News came in today that Rembrandt IP Management has sued hard drive manufacturers, Seagate and Western Digital. According to Rembrandt's chairman, Dr. Paul Schneck, many products from Seagate and Western violate a pair of patents that Rembrandt purchased from inventor Uri Cohen.
Both patents were filed in 1997 by Uri Cohen, a California inventor who eventually launched his own investigations of Seagate and Western Digital drives. Convinced that the companies were using his work without compensation, Cohen found himself unable to secure licenses; he was also short of cash to fund a hugely expensive patent lawsuit in federal court. So he sold his patents to Rembrandt, which has the deep pockets needed to see the litigation through.

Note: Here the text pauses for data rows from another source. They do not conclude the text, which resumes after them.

//! Link records and their sync state.

use insteon_wire::{AllLinkRecordMessage, DeviceAddress};
use serde::{Deserialize, Serialize};
use uuid::Uuid;

/// Top of the link table; record addresses descend from here.
pub const TABLE_TOP: u16 = 0x0FFF;
/// On-device size of one record in bytes.
pub const RECORD_SIZE: u16 = 8;

/// Address of the record at a given 0-based sequence slot.
pub fn address_for_seq(seq: usize) -> u16 {
    TABLE_TOP - RECORD_SIZE * seq as u16
}

/// Sequence slot for a record address, `None` when the address does not sit
/// on a record boundary.
pub fn seq_for_address(address: u16) -> Option<usize> {
    if address > TABLE_TOP {
        return None;
    }
    let delta = TABLE_TOP - address;
    if delta % RECORD_SIZE != 0 {
        return None;
    }
    Some((delta / RECORD_SIZE) as usize)
}

/// Bit masks of the record flags byte.
pub struct RecordFlags;

impl RecordFlags {
    /// Record is in use (cleared means tombstoned).
    pub const IN_USE: u8 = 0x80;
    /// Controller link (cleared means responder).
    pub const CONTROLLER: u8 = 0x40;
    /// Set on every record that has ever been written; the one record with
    /// this bit clear is the high-water mark terminating the table.
    pub const USED: u8 = 0x02;
}

/// Sync state of a cached record relative to the physical table.
#[derive(Debug, Clone, Copy, PartialEq, Eq, Serialize, Deserialize, Default)]
pub enum SyncStatus {
    /// Cached and physical copies agree.
    Synced,
    /// The cached copy diverges and must be written out.
    Changed,
    /// Never compared against the physical table.
    #[default]
    Unknown,
}

/// One cached link record.
///
/// `uid` is an opaque identity token higher layers use to track a record
/// across merges; it never reaches the wire.
#[derive(Debug, Clone, PartialEq, Eq, Serialize, Deserialize)]
pub struct LinkRecord {
    /// Byte address in the device's table (descending from [`TABLE_TOP`]).
    pub address: u16,
    pub flags: u8,
    pub group: u8,
    pub destination: DeviceAddress,
    pub data: [u8; 3],
    pub sync_status: SyncStatus,
    pub uid: Uuid,
}

impl LinkRecord {
    /// A new in-use record, marked `Changed` so it gets written out.
    pub fn new(controller: bool, group: u8, destination: DeviceAddress, data: [u8; 3]) -> Self {
        let mut flags = RecordFlags::IN_USE | RecordFlags::USED;
        if controller {
            flags |= RecordFlags::CONTROLLER;
        }
        LinkRecord {
            address: TABLE_TOP,
            flags,
            group,
            destination,
            data,
            sync_status: SyncStatus::Changed,
            uid: Uuid::new_v4(),
        }
    }

    /// A high-water-mark sentinel at the given slot.
    pub fn high_water(seq: usize) -> Self {
        LinkRecord {
            address: address_for_seq(seq),
            flags: 0,
            group: 0,
            destination: DeviceAddress::NONE,
            data: [0; 3],
            sync_status: SyncStatus::Synced,
            uid: Uuid::new_v4(),
        }
    }

    /// Build a cached record from a physical one, at a slot, with a status.
    pub fn from_physical(seq: usize, phys: &AllLinkRecordMessage, status: SyncStatus) -> Self {
        LinkRecord {
            address: address_for_seq(seq),
            flags: phys.flags,
            group: phys.group,
            destination: phys.destination,
            data: phys.data,
            sync_status: status,
            uid: Uuid::new_v4(),
        }
    }

    pub fn is_in_use(&self) -> bool {
        self.flags & RecordFlags::IN_USE != 0
    }

    pub fn is_controller(&self) -> bool {
        self.flags & RecordFlags::CONTROLLER != 0
    }

    /// High-water mark: the USED bit has never been set.
    pub fn is_high_water(&self) -> bool {
        self.flags & RecordFlags::USED == 0
    }

    /// The wire form of this record's payload.
    pub fn to_wire(&self) -> AllLinkRecordMessage {
        AllLinkRecordMessage {
            flags: self.flags,
            group: self.group,
            destination: self.destination,
            data: self.data,
        }
    }

    /// Whether this record's payload equals a physical record exactly.
    pub fn payload_eq(&self, phys: &AllLinkRecordMessage) -> bool {
        self.flags == phys.flags
            && self.group == phys.group
            && self.destination == phys.destination
            && self.data == phys.data
    }

    /// Payload comparison ignoring the in-use bit, used when reconciling
    /// tombstones whose physical twin may or may not have been deleted yet.
    pub fn payload_eq_ignoring_in_use(&self, phys: &AllLinkRecordMessage) -> bool {
        (self.flags | RecordFlags::IN_USE) == (phys.flags | RecordFlags::IN_USE)
            && self.group == phys.group
            && self.destination == phys.destination
            && self.data == phys.data
    }

    /// Whether this record and a physical one describe the same link:
    /// same destination, group and controller/responder direction. Used by
    /// the hub merge, which has no record addresses to key on.
    pub fn same_link(&self, phys: &AllLinkRecordMessage) -> bool {
        self.destination == phys.destination
            && self.group == phys.group
            && self.is_controller() == (phys.flags & RecordFlags::CONTROLLER != 0)
    }

    /// Adopt a physical record's payload, keeping identity and address.
    pub fn adopt_payload(&mut self, phys: &AllLinkRecordMessage) {
        self.flags = phys.flags;
        self.group = phys.group;
        self.destination = phys.destination;
        self.data = phys.data;
    }
}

The two patents in question are the use of low-noise toroidal thin film read/write heads that minimize magnetic interference. Such heads are important for current high-capacity drives; noise and interference become more important the tighter the storage density.
The products that are being named in the complaint are Seagate's Free Agent, Replica, Black Armor, Expansion, Barracuda, Momentus, Savvio, Cheetah, Constellation, Pipeline, DB35, and SV35 disk drives. Western Digital's products include the company's popular My Book line, along with Elements, ShareSpace, My Passport, RE3, Caviar, and Scorpio.
Seagate and Western Digital own a sizeable chunk in the US Hard Drive market, which is a 12 billion dollar Business and Rembrandt wants a "reasonable royalty" to cover the use of its technology.